**Assignment**. Your response should be every line of the data, written out exactly.

(Stored data)
- - - - -

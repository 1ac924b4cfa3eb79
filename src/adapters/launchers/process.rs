//! Trial workers as sibling OS processes.
//!
//! The launcher writes the scenario config to the memory bank and re-executes
//! the `sleuth` binary with the hidden `worker` subcommand. The child's stderr
//! and stdout are forwarded line by line at debug level. A child that overruns
//! its own timeout by the reap grace, or whose session is cancelled, gets
//! SIGTERM and then SIGKILL.

use async_trait::async_trait;
use std::path::PathBuf;
use std::process::{ExitStatus, Stdio};
use std::time::Duration;
use tokio::io::{AsyncBufReadExt, AsyncRead, BufReader};
use tokio::process::{Child, Command};
use tokio_util::sync::CancellationToken;
use tracing::{debug, info, instrument, warn};

use crate::adapters::storage::scenario_file;
use crate::domain::models::{ScenarioConfig, WorkerExit};
use crate::domain::ports::WorkerLauncher;

/// Time a terminated worker gets to restore its workspace and exit.
const TERMINATE_GRACE: Duration = Duration::from_secs(5);

#[derive(Debug, Clone)]
pub struct ProcessWorkerLauncher {
    binary: PathBuf,
    reap_grace: Duration,
    config_file: Option<PathBuf>,
}

impl ProcessWorkerLauncher {
    pub fn new(binary: impl Into<PathBuf>, reap_grace: Duration) -> Self {
        Self {
            binary: binary.into(),
            reap_grace,
            config_file: None,
        }
    }

    /// Pass an explicit configuration file on to every worker.
    #[must_use]
    pub fn with_config_file(mut self, path: impl Into<PathBuf>) -> Self {
        self.config_file = Some(path.into());
        self
    }

    /// Launcher that re-executes the running binary.
    pub fn current_exe(reap_grace: Duration) -> std::io::Result<Self> {
        Ok(Self::new(std::env::current_exe()?, reap_grace))
    }

    async fn write_config(config: &ScenarioConfig) -> Result<PathBuf, String> {
        let path = scenario_file(&config.data_root, &config.scope(), &config.id)
            .map_err(|e| e.to_string())?;
        if let Some(parent) = path.parent() {
            tokio::fs::create_dir_all(parent)
                .await
                .map_err(|e| format!("failed to create {}: {e}", parent.display()))?;
        }
        let body = serde_json::to_vec_pretty(config).map_err(|e| e.to_string())?;
        tokio::fs::write(&path, body)
            .await
            .map_err(|e| format!("failed to write {}: {e}", path.display()))?;
        Ok(path)
    }

    fn forward<R>(stream: R, scenario_id: String, stream_name: &'static str)
    where
        R: AsyncRead + Unpin + Send + 'static,
    {
        tokio::spawn(async move {
            let mut lines = BufReader::new(stream).lines();
            while let Ok(Some(line)) = lines.next_line().await {
                debug!(scenario_id = %scenario_id, stream = stream_name, "{line}");
            }
        });
    }
}

#[async_trait]
impl WorkerLauncher for ProcessWorkerLauncher {
    #[instrument(skip(self, config, cancel), fields(scenario_id = %config.id))]
    async fn launch(&self, config: &ScenarioConfig, cancel: CancellationToken) -> WorkerExit {
        let config_path = match Self::write_config(config).await {
            Ok(path) => path,
            Err(e) => return WorkerExit::Crashed(e),
        };

        let mut cmd = Command::new(&self.binary);
        if let Some(file) = &self.config_file {
            cmd.arg("--config-file").arg(file);
        }
        cmd.arg("worker")
            .arg("--config")
            .arg(&config_path)
            .stdin(Stdio::null())
            .stdout(Stdio::piped())
            .stderr(Stdio::piped())
            .kill_on_drop(true);

        let mut child = match cmd.spawn() {
            Ok(child) => child,
            Err(e) => {
                return WorkerExit::Crashed(format!(
                    "failed to spawn {}: {e}",
                    self.binary.display()
                ))
            }
        };
        info!(pid = ?child.id(), branch = %config.branch_name, "Trial worker started");

        if let Some(stdout) = child.stdout.take() {
            Self::forward(stdout, config.id.clone(), "stdout");
        }
        if let Some(stderr) = child.stderr.take() {
            Self::forward(stderr, config.id.clone(), "stderr");
        }

        let deadline = config.timeout() + self.reap_grace;
        tokio::select! {
            status = child.wait() => match status {
                Ok(status) => exit_of(status),
                Err(e) => WorkerExit::Crashed(format!("failed to wait for worker: {e}")),
            },
            () = tokio::time::sleep(deadline) => {
                warn!(deadline = ?deadline, "Trial worker overran its budget, reaping");
                terminate(&mut child).await;
                WorkerExit::TimedOut
            }
            () = cancel.cancelled() => {
                info!("Session cancelled, terminating trial worker");
                terminate(&mut child).await;
                WorkerExit::Cancelled
            }
        }
    }
}

fn exit_of(status: ExitStatus) -> WorkerExit {
    if let Some(code) = status.code() {
        return WorkerExit::Exited { code };
    }
    #[cfg(unix)]
    {
        use std::os::unix::process::ExitStatusExt;
        if let Some(signal) = status.signal() {
            return WorkerExit::Crashed(format!("terminated by signal {signal}"));
        }
    }
    WorkerExit::Crashed("terminated without an exit code".to_string())
}

/// SIGTERM, then SIGKILL once the grace period runs out.
async fn terminate(child: &mut Child) {
    #[cfg(unix)]
    {
        use nix::sys::signal::{kill, Signal};
        use nix::unistd::Pid;

        if let Some(pid) = child.id().and_then(|id| i32::try_from(id).ok()) {
            if kill(Pid::from_raw(pid), Signal::SIGTERM).is_ok()
                && tokio::time::timeout(TERMINATE_GRACE, child.wait()).await.is_ok()
            {
                return;
            }
        }
    }
    if let Err(e) = child.kill().await {
        warn!(error = %e, "Failed to kill trial worker");
    }
}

- - - - -

**Exercise solution**.
repository 1ac924b4cfa3eb79
filename src/adapters/launchers/process.rs
//! Trial workers as sibling OS processes.
//!
//! The launcher writes the scenario config to the memory bank and re-executes
//! the `sleuth` binary with the hidden `worker` subcommand. The child's stderr
//! and stdout are forwarded line by line at debug level. A child that overruns
//! its own timeout by the reap grace, or whose session is cancelled, gets
//! SIGTERM and then SIGKILL.

use async_trait::async_trait;
use std::path::PathBuf;
use std::process::{ExitStatus, Stdio};
use std::time::Duration;
use tokio::io::{AsyncBufReadExt, AsyncRead, BufReader};
use tokio::process::{Child, Command};
use tokio_util::sync::CancellationToken;
use tracing::{debug, info, instrument, warn};

use crate::adapters::storage::scenario_file;
use crate::domain::models::{ScenarioConfig, WorkerExit};
use crate::domain::ports::WorkerLauncher;

/// Time a terminated worker gets to restore its workspace and exit.
const TERMINATE_GRACE: Duration = Duration::from_secs(5);

#[derive(Debug, Clone)]
pub struct ProcessWorkerLauncher {
    binary: PathBuf,
    reap_grace: Duration,
    config_file: Option<PathBuf>,
}

impl ProcessWorkerLauncher {
    pub fn new(binary: impl Into<PathBuf>, reap_grace: Duration) -> Self {
        Self {
            binary: binary.into(),
            reap_grace,
            config_file: None,
        }
    }

    /// Pass an explicit configuration file on to every worker.
    #[must_use]
    pub fn with_config_file(mut self, path: impl Into<PathBuf>) -> Self {
        self.config_file = Some(path.into());
        self
    }

    /// Launcher that re-executes the running binary.
    pub fn current_exe(reap_grace: Duration) -> std::io::Result<Self> {
        Ok(Self::new(std::env::current_exe()?, reap_grace))
    }

    async fn write_config(config: &ScenarioConfig) -> Result<PathBuf, String> {
        let path = scenario_file(&config.data_root, &config.scope(), &config.id)
            .map_err(|e| e.to_string())?;
        if let Some(parent) = path.parent() {
            tokio::fs::create_dir_all(parent)
                .await
                .map_err(|e| format!("failed to create {}: {e}", parent.display()))?;
        }
        let body = serde_json::to_vec_pretty(config).map_err(|e| e.to_string())?;
        tokio::fs::write(&path, body)
            .await
            .map_err(|e| format!("failed to write {}: {e}", path.display()))?;
        Ok(path)
    }

    fn forward<R>(stream: R, scenario_id: String, stream_name: &'static str)
    where
        R: AsyncRead + Unpin + Send + 'static,
    {
        tokio::spawn(async move {
            let mut lines = BufReader::new(stream).lines();
            while let Ok(Some(line)) = lines.next_line().await {
                debug!(scenario_id = %scenario_id, stream = stream_name, "{line}");
            }
        });
    }
}

#[async_trait]
impl WorkerLauncher for ProcessWorkerLauncher {
    #[instrument(skip(self, config, cancel), fields(scenario_id = %config.id))]
    async fn launch(&self, config: &ScenarioConfig, cancel: CancellationToken) -> WorkerExit {
        let config_path = match Self::write_config(config).await {
            Ok(path) => path,
            Err(e) => return WorkerExit::Crashed(e),
        };

        let mut cmd = Command::new(&self.binary);
        if let Some(file) = &self.config_file {
            cmd.arg("--config-file").arg(file);
        }
        cmd.arg("worker")
            .arg("--config")
            .arg(&config_path)
            .stdin(Stdio::null())
            .stdout(Stdio::piped())
            .stderr(Stdio::piped())
            .kill_on_drop(true);

        let mut child = match cmd.spawn() {
            Ok(child) => child,
            Err(e) => {
                return WorkerExit::Crashed(format!(
                    "failed to spawn {}: {e}",
                    self.binary.display()
                ))
            }
        };
        info!(pid = ?child.id(), branch = %config.branch_name, "Trial worker started");

        if let Some(stdout) = child.stdout.take() {
            Self::forward(stdout, config.id.clone(), "stdout");
        }
        if let Some(stderr) = child.stderr.take() {
            Self::forward(stderr, config.id.clone(), "stderr");
        }

        let deadline = config.timeout() + self.reap_grace;
        tokio::select! {
            status = child.wait() => match status {
                Ok(status) => exit_of(status),
                Err(e) => WorkerExit::Crashed(format!("failed to wait for worker: {e}")),
            },
            () = tokio::time::sleep(deadline) => {
                warn!(deadline = ?deadline, "Trial worker overran its budget, reaping");
                terminate(&mut child).await;
                WorkerExit::TimedOut
            }
            () = cancel.cancelled() => {
                info!("Session cancelled, terminating trial worker");
                terminate(&mut child).await;
                WorkerExit::Cancelled
            }
        }
    }
}

fn exit_of(status: ExitStatus) -> WorkerExit {
    if let Some(code) = status.code() {
        return WorkerExit::Exited { code };
    }
    #[cfg(unix)]
    {
        use std::os::unix::process::ExitStatusExt;
        if let Some(signal) = status.signal() {
            return WorkerExit::Crashed(format!("terminated by signal {signal}"));
        }
    }
    WorkerExit::Crashed("terminated without an exit code".to_string())
}

/// SIGTERM, then SIGKILL once the grace period runs out.
async fn terminate(child: &mut Child) {
    #[cfg(unix)]
    {
        use nix::sys::signal::{kill, Signal};
        use nix::unistd::Pid;

        if let Some(pid) = child.id().and_then(|id| i32::try_from(id).ok()) {
            if kill(Pid::from_raw(pid), Signal::SIGTERM).is_ok()
                && tokio::time::timeout(TERMINATE_GRACE, child.wait()).await.is_ok()
            {
                return;
            }
        }
    }
    if let Err(e) = child.kill().await {
        warn!(error = %e, "Failed to kill trial worker");
    }
}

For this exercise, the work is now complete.